Using the data that follows, return exactly the lines from the one that contains "use crate::parsed::ParsedJdl;" through the one that contains "lint the result", ends included.

DATA:
======

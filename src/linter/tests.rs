#![allow(clippy::unwrap_used, clippy::expect_used)]

//! Unit tests for the JDL linter

use crate::config::ConversionConfig;
use crate::convert::{convert_parsed_jdl, IdFieldPolicy};
use crate::linter::{has_errors, lint_file, lint_object, LintIssue, LintSeverity};
use crate::parsed::ParsedJdl;
use serde_json::{json, Value};
use std::io::Write;
use tempfile::NamedTempFile;

fn with_defaults(mut document: Value) -> Value {
    let defaults = json!({
        "entities": [],
        "enums": [],
        "relationships": [],
        "options": {},
        "useOptions": [],
        "applications": [],
        "deployments": []
    });
    if let (Some(target), Value::Object(base)) = (document.as_object_mut(), defaults) {
        for (key, value) in base {
            target.entry(key).or_insert(value);
        }
    }
    document
}

/// Convert a JSON document with `config` and lint the result
fn lint_with(document: Value, config: &ConversionConfig) -> Vec<LintIssue> {
    let parsed: ParsedJdl = serde_json::from_value(with_defaults(document)).expect("parsed JDL");
    let jdl_object = convert_parsed_jdl(&parsed, config).expect("convert");
    lint_object(&jdl_object)
}

fn lint(document: Value) -> Vec<LintIssue> {
    lint_with(document, &ConversionConfig::default())
}

fn of_kind<'a>(issues: &'a [LintIssue], kind: &str) -> Vec<&'a LintIssue> {
    issues.iter().filter(|i| i.kind == kind).collect()
}

#[test]
fn test_clean_document_has_no_issues() {
    let issues = lint(json!({
        "entities": [
            {"name": "Department", "body": [{"name": "name", "type": "String", "validations": []}]},
            {"name": "Employee", "body": [{"name": "level", "type": "Level", "validations": []}]}
        ],
        "enums": [{"name": "Level", "values": [{"key": "JUNIOR"}, {"key": "SENIOR"}]}],
        "relationships": [
            {"cardinality": "one-to-many", "from": {"name": "Department"}, "to": {"name": "Employee"}},
            {"cardinality": "many-to-one", "from": {"name": "Employee", "injectedField": "user"}, "to": {"name": "User"}}
        ],
        "options": {"dto": {"mapstruct": {"list": ["*"], "excluded": ["Department"]}}}
    }));
    assert!(issues.is_empty(), "unexpected issues: {:?}", issues);
    assert!(!has_errors(&issues));
}

#[test]
fn test_relationship_to_undeclared_entity() {
    let issues = lint(json!({
        "entities": [{"name": "A"}],
        "relationships": [
            {"cardinality": "one-to-one", "from": {"name": "A"}, "to": {"name": "Ghost"}}
        ]
    }));
    let unknown = of_kind(&issues, "relationship_unknown_entity");
    assert_eq!(unknown.len(), 1);
    assert_eq!(unknown[0].severity, LintSeverity::Error);
    assert!(unknown[0].message.contains("Ghost"));
    assert!(has_errors(&issues));
}

#[test]
fn test_option_naming_undeclared_entity() {
    let issues = lint(json!({
        "entities": [{"name": "A"}],
        "options": {"readOnly": {"list": ["A", "B"]}}
    }));
    let unknown = of_kind(&issues, "option_unknown_entity");
    assert_eq!(unknown.len(), 1);
    assert!(unknown[0].message.contains("'B'"));
}

#[test]
fn test_exclusion_without_wildcard() {
    let issues = lint(json!({
        "entities": [{"name": "A"}, {"name": "B"}],
        "options": {"service": {"serviceImpl": {"list": ["A"], "excluded": ["B"]}}}
    }));
    let excluded = of_kind(&issues, "excluded_without_wildcard");
    assert_eq!(excluded.len(), 1);
    assert_eq!(excluded[0].severity, LintSeverity::Warning);
    assert!(excluded[0].suggestion.is_some());
}

#[test]
fn test_unknown_field_type() {
    let issues = lint(json!({
        "entities": [{"name": "A", "body": [{"name": "mood", "type": "Mood", "validations": []}]}]
    }));
    let unknown = of_kind(&issues, "unknown_field_type");
    assert_eq!(unknown.len(), 1);
    assert_eq!(unknown[0].location, "entity:A.mood");
}

#[test]
fn test_entity_name_casing_has_suggestion() {
    let issues = lint(json!({"entities": [{"name": "job_history"}]}));
    let casing = of_kind(&issues, "entity_name_casing");
    assert_eq!(casing.len(), 1);
    assert_eq!(casing[0].suggestion.as_deref(), Some("Rename to 'JobHistory'"));
}

#[test]
fn test_injected_field_clash() {
    let issues = lint(json!({
        "entities": [
            {"name": "Car", "body": [{"name": "owner", "type": "String", "validations": []}]},
            {"name": "Owner"}
        ],
        "relationships": [
            {"cardinality": "many-to-one", "from": {"name": "Car"}, "to": {"name": "Owner"}}
        ]
    }));
    assert_eq!(of_kind(&issues, "injected_field_clash").len(), 1);
}

#[test]
fn test_duplicate_enum_value() {
    let issues = lint(json!({
        "enums": [{"name": "Color", "values": [{"key": "RED"}, {"key": "RED"}]}]
    }));
    let duplicates = of_kind(&issues, "duplicate_enum_value");
    assert_eq!(duplicates.len(), 1);
    assert_eq!(duplicates[0].severity, LintSeverity::Error);
}

#[test]
fn test_kept_id_field_is_reported() {
    let document = json!({
        "entities": [{"name": "A", "body": [{"name": "id", "type": "Long", "validations": []}]}]
    });
    let keep = ConversionConfig {
        id_fields: IdFieldPolicy::Keep,
        ..ConversionConfig::default()
    };
    let issues = lint_with(document.clone(), &keep);
    let reserved = of_kind(&issues, "reserved_field_name");
    assert_eq!(reserved.len(), 1);
    assert_eq!(reserved[0].severity, LintSeverity::Info);

    assert!(of_kind(&lint(document), "reserved_field_name").is_empty());
}

#[test]
fn test_application_listing_undeclared_entity() {
    let issues = lint(json!({
        "entities": [{"name": "A"}],
        "applications": [{"config": {"baseName": "shop"}, "entities": {"entityList": ["A", "Z"]}}]
    }));
    let unknown = of_kind(&issues, "application_unknown_entity");
    assert_eq!(unknown.len(), 1);
    assert_eq!(unknown[0].location, "application:shop");
}

#[test]
fn test_unidirectional_many_to_many_is_noted() {
    let document = json!({
        "entities": [{"name": "A"}, {"name": "B"}],
        "relationships": [
            {"cardinality": "many-to-many", "from": {"name": "A"}, "to": {"name": "B"}}
        ]
    });
    let graph = ConversionConfig {
        database_type: Some("neo4j".to_string()),
        ..ConversionConfig::default()
    };
    assert_eq!(of_kind(&lint_with(document.clone(), &graph), "unidirectional_many_to_many").len(), 1);
    assert!(of_kind(&lint(document), "unidirectional_many_to_many").is_empty());
}

#[test]
fn test_lint_file_reports_conversion_errors() {
    let mut temp = NamedTempFile::with_suffix(".json").expect("create temp file");
    temp.write_all(br#"{"entities": []}"#).expect("write document");
    temp.flush().expect("flush");
    let err = lint_file(temp.path(), &ConversionConfig::default()).unwrap_err();
    assert!(format!("{:#}", err).contains("have to be passed"));
}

======

RESULT FOR THIS TASK:
use crate::parsed::ParsedJdl;
use serde_json::{json, Value};
use std::io::Write;
use tempfile::NamedTempFile;

fn with_defaults(mut document: Value) -> Value {
    let defaults = json!({
        "entities": [],
        "enums": [],
        "relationships": [],
        "options": {},
        "useOptions": [],
        "applications": [],
        "deployments": []
    });
    if let (Some(target), Value::Object(base)) = (document.as_object_mut(), defaults) {
        for (key, value) in base {
            target.entry(key).or_insert(value);
        }
    }
    document
}

/// Convert a JSON document with `config` and lint the result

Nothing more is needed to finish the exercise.